Author(s) : Nicholas Lewin

Jung on War, Politics and Nazi Germany: Exploring the Theory of Archetypes and the Collective Unconscious

Book Details

Reviews and Endorsements

'A remarkably detailed study of a controversial aspect of an indisputably significant thinker. Nick Lewin clarifies and contextualizes Jung's political outlook without seeking to excuse or exculpate, and presents a powerful argument for seeing Jung's political stance as more complex and sophisticated than it is often assumed to be.'
- Professor Paul Bishop, University of Glasgow, author of "Analytical Psychology and German Classical Aesthetics" (Volumes 1 & 2)

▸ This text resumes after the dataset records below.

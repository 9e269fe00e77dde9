//! Agenda form shape and validation.

use chrono::NaiveTime;
use serde::Deserialize;

use crate::models::tag;

use super::{validate_length, validate_time};

fn default_true() -> bool {
    true
}

/// Submitted agenda form fields, as posted by the admin UI.
#[derive(Debug, Clone, Deserialize)]
pub struct AgendaFormData {
    /// Present on update, absent on create.
    pub id: Option<i32>,

    pub title: String,

    /// "HH:MM" start time.
    pub start: String,

    /// "HH:MM" end time.
    pub stop: String,

    /// Track index.
    pub category: i32,

    #[serde(default)]
    pub description: Option<String>,

    /// Replacement image reference from the upload widget.
    #[serde(default)]
    pub image: Option<String>,

    #[serde(default)]
    pub delete_image: bool,

    /// Comma-separated tag names.
    #[serde(default)]
    pub tags: String,

    #[serde(default = "default_true")]
    pub published: bool,

    /// Related agenda ids (unordered cross-references).
    #[serde(default)]
    pub related_agendas: Vec<i32>,

    /// Related speaker ids.
    #[serde(default)]
    pub speakers: Vec<i32>,

    /// Free-form extra fields.
    #[serde(default)]
    pub data: Option<serde_json::Value>,
}

/// A validated agenda submission, ready for the manager.
#[derive(Debug, Clone)]
pub struct AgendaSubmission {
    pub id: Option<i32>,
    pub title: String,
    pub start: NaiveTime,
    pub stop: NaiveTime,
    pub category: i32,
    pub description: Option<String>,
    pub image: Option<String>,
    pub delete_image: bool,
    pub tags: Vec<String>,
    pub published: bool,
    pub related_agendas: Vec<i32>,
    pub speakers: Vec<i32>,
    pub data: Option<serde_json::Value>,
}

impl AgendaFormData {
    /// Validate the submission against the configured tracks.
    ///
    /// Collects every failure rather than stopping at the first. A related
    /// agenda id equal to the item's own id is rejected: the symmetric
    /// relationship has no meaningful self-edge.
    pub fn validate(self, tracks: &[String]) -> Result<AgendaSubmission, Vec<String>> {
        let mut errors = Vec::new();

        if let Err(e) = validate_length("title", &self.title, 255) {
            errors.push(e);
        }

        let start = validate_time(&self.start).map_err(|e| errors.push(e));
        let stop = validate_time(&self.stop).map_err(|e| errors.push(e));

        if self.category < 0 || self.category as usize >= tracks.len() {
            errors.push(format!("\"{}\" is not a known track", self.category));
        }

        if let Some(id) = self.id
            && self.related_agendas.contains(&id)
        {
            errors.push("an agenda item cannot relate to itself".to_string());
        }

        let (Ok(start), Ok(stop)) = (start, stop) else {
            return Err(errors);
        };
        if !errors.is_empty() {
            return Err(errors);
        }

        Ok(AgendaSubmission {
            id: self.id,
            title: self.title,
            start,
            stop,
            category: self.category,
            description: self.description.filter(|d| !d.trim().is_empty()),
            image: self.image.filter(|i| !i.is_empty()),
            delete_image: self.delete_image,
            tags: tag::separate(&self.tags),
            published: self.published,
            related_agendas: self.related_agendas,
            speakers: self.speakers,
            data: self.data,
        })
    }
}

#[cfg(test)]
#[allow(clippy::unwrap_used, clippy::expect_used)]
mod tests {
    use super::*;

    fn tracks() -> Vec<String> {
        vec!["Left".to_string(), "Right".to_string()]
    }

    fn form() -> AgendaFormData {
        AgendaFormData {
            id: None,
            title: "Opening keynote".to_string(),
            start: "09:00".to_string(),
            stop: "09:45".to_string(),
            category: 0,
            description: None,
            image: None,
            delete_image: false,
            tags: "keynote, rust".to_string(),
            published: true,
            related_agendas: vec![],
            speakers: vec![],
            data: None,
        }
    }

    #[test]
    fn valid_form_passes() {
        let submission = form().validate(&tracks()).unwrap();
        assert_eq!(submission.start, NaiveTime::from_hms_opt(9, 0, 0).unwrap());
        assert_eq!(submission.tags, vec!["keynote", "rust"]);
    }

    #[test]
    fn all_failures_are_collected() {
        let mut bad = form();
        bad.title = String::new();
        bad.start = "25:00".to_string();
        bad.category = 9;

        let errors = bad.validate(&tracks()).unwrap_err();
        assert_eq!(errors.len(), 3);
    }

    #[test]
    fn self_reference_is_rejected() {
        let mut bad = form();
        bad.id = Some(12);
        bad.related_agendas = vec![3, 12];

        let errors = bad.validate(&tracks()).unwrap_err();
        assert_eq!(errors, vec!["an agenda item cannot relate to itself"]);
    }

    #[test]
    fn empty_image_is_treated_as_absent() {
        let mut f = form();
        f.image = Some(String::new());
        let submission = f.validate(&tracks()).unwrap();
        assert!(submission.image.is_none());
    }
}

'Nicholas Lewin's study is a remarkable piece of scholarship that applies a strategic perspective to the subject of psychology and war. It provides a compelling exploration into the thinking of the renowned psychiatrist Carl Jung, who attempted to understand the upheavals that afflicted the world that he witnessed in the 1930s and 1940s. In particular Lewin explores Jung's ideas concerning war of the psychopathology, both in terms of his attitudes towards the growing threat of war that a revanchist Germany represented from 1936, and later, during the war itself, as a psychiatric consultant for Alan Dulles (future director of the CIA) in American intelligence's early attempts at profiling the enemy leadership using Freudian and Jungian techniques. This is a superb piece of innovative and critical analysis that offers its readers a mastery of Jungian analysis and subtle insights about the challenging world around us.'
- M.L.R. Smith, Professor of Strategic Theory, Department of War Studies, King's College, University of London

'This book is a valuable contribution to our understanding of Jungian theory and draws on a rich mixture of historical material, evolutionary psychiatry and Jungian scholarship. It offers us new perspectives to understand and use Jung's work. The book re-explores the internal logic of Jung' s collective theories and brings new thought to bear on the contribution of Geographical Determinism and the persistence of Lamarckian influences in psychoanalytic thought, and shows how they continue to distort our ability to bring Jungian psychology into contemporary psychological theory. By carefully unpacking Jung's collective theories the book provides the opportunity to refine some of the tools by which we understand, apply and continue Jung's work, and as part of this process Dr Lewin offers some theoretical innovations to archetypal theory, bringing in contributions from evolutionary psychiatry and meme theory to enrich his discussion.'
- Dr Gottfried Heuer, Jungian training analyst and supervisor with the Association of Jungian Analysts, biodynamic body psychotherapist and trainer, in private practice in West London.